Repeat every line of the material, character for character.

= Data under study =

—————

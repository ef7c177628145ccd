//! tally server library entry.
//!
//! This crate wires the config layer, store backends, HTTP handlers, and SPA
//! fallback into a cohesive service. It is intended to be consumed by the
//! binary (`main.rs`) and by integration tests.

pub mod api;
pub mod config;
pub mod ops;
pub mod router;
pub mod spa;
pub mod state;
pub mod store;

—————

= Worked solution =
repository ef7c177628145ccd
//! tally server library entry.
//!
//! This crate wires the config layer, store backends, HTTP handlers, and SPA
//! fallback into a cohesive service. It is intended to be consumed by the
//! binary (`main.rs`) and by integration tests.

pub mod api;
pub mod config;
pub mod ops;
pub mod router;
pub mod spa;
pub mod state;
pub mod store;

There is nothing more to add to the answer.